(Stored items from a collection)
^^^^

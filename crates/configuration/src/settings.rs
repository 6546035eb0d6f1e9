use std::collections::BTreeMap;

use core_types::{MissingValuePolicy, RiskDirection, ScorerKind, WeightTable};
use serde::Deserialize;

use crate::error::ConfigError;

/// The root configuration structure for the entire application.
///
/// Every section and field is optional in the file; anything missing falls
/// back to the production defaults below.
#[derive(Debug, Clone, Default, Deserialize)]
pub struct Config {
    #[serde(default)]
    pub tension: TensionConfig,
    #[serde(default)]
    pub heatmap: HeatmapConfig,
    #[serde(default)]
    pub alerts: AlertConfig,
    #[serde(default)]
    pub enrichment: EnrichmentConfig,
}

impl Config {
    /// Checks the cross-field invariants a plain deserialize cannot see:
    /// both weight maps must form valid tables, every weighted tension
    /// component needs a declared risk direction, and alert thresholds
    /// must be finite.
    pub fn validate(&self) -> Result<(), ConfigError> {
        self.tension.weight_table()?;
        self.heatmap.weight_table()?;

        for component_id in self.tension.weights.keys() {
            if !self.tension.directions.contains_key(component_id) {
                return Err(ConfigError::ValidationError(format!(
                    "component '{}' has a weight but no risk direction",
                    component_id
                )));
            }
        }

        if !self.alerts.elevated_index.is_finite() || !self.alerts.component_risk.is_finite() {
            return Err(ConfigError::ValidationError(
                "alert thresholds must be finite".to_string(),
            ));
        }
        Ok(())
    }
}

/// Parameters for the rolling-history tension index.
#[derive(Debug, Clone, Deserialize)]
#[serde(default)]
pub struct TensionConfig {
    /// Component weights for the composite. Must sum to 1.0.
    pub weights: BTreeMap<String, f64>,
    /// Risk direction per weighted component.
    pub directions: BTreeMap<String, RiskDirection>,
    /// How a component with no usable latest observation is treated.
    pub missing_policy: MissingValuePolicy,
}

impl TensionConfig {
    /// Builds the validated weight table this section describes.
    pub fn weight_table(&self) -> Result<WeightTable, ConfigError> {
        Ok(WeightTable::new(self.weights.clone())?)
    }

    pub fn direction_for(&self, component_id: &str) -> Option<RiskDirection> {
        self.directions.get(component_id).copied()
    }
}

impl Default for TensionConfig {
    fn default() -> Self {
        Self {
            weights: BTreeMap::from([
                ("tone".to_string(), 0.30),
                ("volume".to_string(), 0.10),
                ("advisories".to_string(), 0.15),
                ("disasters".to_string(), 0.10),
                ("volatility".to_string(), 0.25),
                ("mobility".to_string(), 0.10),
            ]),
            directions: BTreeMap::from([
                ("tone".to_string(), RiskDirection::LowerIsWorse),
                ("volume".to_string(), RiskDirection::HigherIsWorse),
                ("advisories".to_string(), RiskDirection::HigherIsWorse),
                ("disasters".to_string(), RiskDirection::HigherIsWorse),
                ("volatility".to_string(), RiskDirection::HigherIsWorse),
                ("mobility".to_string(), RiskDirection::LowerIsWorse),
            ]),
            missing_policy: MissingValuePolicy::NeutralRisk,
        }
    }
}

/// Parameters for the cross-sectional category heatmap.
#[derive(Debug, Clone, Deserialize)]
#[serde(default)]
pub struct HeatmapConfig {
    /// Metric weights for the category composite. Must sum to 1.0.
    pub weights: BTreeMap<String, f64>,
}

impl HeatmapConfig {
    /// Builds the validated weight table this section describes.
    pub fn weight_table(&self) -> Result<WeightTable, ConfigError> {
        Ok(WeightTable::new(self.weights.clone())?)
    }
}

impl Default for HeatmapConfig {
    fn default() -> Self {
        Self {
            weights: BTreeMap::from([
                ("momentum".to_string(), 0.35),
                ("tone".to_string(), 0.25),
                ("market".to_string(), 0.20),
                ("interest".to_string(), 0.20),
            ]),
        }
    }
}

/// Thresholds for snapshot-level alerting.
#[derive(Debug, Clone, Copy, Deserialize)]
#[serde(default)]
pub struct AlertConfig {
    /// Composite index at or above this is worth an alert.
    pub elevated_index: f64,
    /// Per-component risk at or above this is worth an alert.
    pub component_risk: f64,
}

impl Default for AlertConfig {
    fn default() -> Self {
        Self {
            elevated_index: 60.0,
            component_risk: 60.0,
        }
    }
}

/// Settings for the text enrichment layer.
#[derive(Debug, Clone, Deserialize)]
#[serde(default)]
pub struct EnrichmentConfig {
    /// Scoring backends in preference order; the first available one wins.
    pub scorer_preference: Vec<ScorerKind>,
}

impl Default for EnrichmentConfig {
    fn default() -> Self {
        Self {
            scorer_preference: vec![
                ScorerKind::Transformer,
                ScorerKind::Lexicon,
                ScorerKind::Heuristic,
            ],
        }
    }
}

^^^^

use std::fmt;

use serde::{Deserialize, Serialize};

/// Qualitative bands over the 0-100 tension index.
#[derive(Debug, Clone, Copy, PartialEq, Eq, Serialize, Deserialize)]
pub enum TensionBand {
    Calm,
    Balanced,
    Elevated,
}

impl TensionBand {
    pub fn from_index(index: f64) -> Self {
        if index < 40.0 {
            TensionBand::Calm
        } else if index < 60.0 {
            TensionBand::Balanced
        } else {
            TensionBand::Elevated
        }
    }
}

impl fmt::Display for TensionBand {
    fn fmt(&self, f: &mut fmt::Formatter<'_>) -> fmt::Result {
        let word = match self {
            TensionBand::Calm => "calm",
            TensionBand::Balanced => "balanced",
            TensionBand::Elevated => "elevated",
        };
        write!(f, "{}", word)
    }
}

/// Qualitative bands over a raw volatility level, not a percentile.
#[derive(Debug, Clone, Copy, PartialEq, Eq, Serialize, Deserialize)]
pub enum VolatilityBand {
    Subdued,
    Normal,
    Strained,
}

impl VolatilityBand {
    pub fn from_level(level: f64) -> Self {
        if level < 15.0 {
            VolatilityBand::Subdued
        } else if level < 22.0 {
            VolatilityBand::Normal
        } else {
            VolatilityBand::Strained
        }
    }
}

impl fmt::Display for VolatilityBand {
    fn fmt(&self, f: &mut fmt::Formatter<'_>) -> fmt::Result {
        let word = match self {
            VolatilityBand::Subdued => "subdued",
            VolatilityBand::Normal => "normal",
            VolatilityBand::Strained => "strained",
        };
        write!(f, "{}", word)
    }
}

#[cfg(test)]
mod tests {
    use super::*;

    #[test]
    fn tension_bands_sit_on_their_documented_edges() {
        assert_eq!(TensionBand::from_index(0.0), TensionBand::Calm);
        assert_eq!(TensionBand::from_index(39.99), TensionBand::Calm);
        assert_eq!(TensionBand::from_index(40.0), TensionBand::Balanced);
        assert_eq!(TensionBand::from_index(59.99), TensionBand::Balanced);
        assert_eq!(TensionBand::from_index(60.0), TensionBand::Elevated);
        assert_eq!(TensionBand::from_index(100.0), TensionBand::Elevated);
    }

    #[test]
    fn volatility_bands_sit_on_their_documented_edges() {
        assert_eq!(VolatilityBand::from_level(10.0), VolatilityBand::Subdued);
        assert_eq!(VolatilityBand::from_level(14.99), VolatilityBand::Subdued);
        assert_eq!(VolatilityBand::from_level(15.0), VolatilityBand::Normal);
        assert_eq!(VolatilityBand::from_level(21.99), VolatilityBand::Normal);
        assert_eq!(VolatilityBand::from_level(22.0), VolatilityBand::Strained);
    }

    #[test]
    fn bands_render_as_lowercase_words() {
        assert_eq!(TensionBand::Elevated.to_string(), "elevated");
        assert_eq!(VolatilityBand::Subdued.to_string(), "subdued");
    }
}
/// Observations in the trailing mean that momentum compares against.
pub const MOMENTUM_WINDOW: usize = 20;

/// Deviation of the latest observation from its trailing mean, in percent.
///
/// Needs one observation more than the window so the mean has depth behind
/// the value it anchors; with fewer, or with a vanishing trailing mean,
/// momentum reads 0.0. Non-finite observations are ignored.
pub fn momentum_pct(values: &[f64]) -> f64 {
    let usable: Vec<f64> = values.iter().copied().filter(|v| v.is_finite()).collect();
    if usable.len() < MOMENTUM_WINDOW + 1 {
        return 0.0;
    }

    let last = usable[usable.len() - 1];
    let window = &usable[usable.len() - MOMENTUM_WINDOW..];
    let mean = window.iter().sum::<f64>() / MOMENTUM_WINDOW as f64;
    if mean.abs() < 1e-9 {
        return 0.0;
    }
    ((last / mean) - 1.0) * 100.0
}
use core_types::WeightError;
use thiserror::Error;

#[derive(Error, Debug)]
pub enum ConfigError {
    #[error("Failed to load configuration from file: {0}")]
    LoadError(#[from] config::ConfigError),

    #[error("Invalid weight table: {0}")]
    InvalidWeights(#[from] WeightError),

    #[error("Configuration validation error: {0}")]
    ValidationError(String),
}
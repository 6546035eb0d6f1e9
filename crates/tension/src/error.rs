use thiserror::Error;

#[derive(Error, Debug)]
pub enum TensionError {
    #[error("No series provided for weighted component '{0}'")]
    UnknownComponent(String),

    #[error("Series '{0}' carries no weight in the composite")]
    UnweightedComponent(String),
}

^^^^

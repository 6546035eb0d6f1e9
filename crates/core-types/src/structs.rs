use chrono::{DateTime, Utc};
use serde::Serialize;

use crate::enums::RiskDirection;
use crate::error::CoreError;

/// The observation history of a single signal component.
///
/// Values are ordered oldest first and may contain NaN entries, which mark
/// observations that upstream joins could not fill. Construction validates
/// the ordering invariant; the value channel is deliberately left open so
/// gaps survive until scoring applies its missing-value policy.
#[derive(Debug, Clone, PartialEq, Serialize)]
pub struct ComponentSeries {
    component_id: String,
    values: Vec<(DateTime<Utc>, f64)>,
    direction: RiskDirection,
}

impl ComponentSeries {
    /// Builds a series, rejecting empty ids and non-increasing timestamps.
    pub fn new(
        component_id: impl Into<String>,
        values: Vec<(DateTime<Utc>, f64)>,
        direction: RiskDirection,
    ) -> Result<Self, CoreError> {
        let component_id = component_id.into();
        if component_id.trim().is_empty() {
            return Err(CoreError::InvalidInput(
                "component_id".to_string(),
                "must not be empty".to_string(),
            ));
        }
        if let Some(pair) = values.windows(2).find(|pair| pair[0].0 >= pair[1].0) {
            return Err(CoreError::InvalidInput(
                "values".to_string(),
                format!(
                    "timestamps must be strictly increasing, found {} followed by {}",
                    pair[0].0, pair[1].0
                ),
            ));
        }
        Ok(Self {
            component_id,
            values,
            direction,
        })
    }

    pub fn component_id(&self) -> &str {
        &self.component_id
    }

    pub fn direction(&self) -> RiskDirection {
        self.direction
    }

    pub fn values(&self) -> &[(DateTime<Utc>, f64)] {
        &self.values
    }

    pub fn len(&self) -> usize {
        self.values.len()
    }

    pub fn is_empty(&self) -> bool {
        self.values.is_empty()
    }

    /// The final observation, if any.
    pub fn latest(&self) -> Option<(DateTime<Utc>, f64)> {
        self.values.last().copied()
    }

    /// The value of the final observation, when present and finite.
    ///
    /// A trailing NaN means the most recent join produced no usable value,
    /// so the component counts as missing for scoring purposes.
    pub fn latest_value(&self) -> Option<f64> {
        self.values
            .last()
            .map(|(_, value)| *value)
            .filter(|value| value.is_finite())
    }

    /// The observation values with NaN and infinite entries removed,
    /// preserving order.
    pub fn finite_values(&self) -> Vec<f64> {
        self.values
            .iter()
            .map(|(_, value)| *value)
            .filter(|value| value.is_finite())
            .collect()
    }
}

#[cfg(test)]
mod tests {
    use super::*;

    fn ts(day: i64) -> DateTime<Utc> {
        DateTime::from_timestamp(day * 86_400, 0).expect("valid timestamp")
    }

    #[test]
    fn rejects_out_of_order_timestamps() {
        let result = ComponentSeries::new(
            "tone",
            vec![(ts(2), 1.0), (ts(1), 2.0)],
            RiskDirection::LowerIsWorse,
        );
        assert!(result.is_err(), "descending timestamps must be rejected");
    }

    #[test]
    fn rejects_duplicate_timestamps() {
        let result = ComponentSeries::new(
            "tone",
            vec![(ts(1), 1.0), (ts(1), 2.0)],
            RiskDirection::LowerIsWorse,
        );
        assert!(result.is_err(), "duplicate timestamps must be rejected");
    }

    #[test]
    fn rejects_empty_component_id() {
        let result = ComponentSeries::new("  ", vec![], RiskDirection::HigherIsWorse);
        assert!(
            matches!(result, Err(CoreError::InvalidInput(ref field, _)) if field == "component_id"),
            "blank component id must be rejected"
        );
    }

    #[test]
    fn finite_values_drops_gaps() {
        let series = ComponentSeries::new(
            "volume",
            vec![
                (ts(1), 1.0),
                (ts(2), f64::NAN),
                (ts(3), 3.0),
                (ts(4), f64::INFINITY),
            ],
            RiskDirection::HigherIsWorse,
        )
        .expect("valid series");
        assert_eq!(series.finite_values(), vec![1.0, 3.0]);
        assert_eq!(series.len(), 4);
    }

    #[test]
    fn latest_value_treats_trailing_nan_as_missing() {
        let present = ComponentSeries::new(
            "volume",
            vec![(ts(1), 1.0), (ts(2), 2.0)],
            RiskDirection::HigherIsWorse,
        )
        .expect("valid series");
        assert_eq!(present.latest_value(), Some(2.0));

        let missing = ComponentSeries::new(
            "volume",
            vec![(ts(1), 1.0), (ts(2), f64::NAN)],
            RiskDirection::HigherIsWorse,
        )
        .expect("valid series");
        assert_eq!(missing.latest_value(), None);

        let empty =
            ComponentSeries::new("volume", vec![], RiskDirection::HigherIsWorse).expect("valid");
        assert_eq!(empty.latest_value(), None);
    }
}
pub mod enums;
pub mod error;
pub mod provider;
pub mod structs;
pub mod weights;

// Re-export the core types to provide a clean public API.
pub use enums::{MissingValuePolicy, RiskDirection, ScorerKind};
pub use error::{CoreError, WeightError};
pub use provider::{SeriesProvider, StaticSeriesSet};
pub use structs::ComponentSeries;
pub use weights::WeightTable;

^^^^

_What to do_. In the entries above, identify every line with the string "tone".

_Solution to the problem_.
                ("tone".to_string(), 0.30),
                ("tone".to_string(), RiskDirection::LowerIsWorse),
                ("tone".to_string(), 0.25),
            "tone",
            "tone",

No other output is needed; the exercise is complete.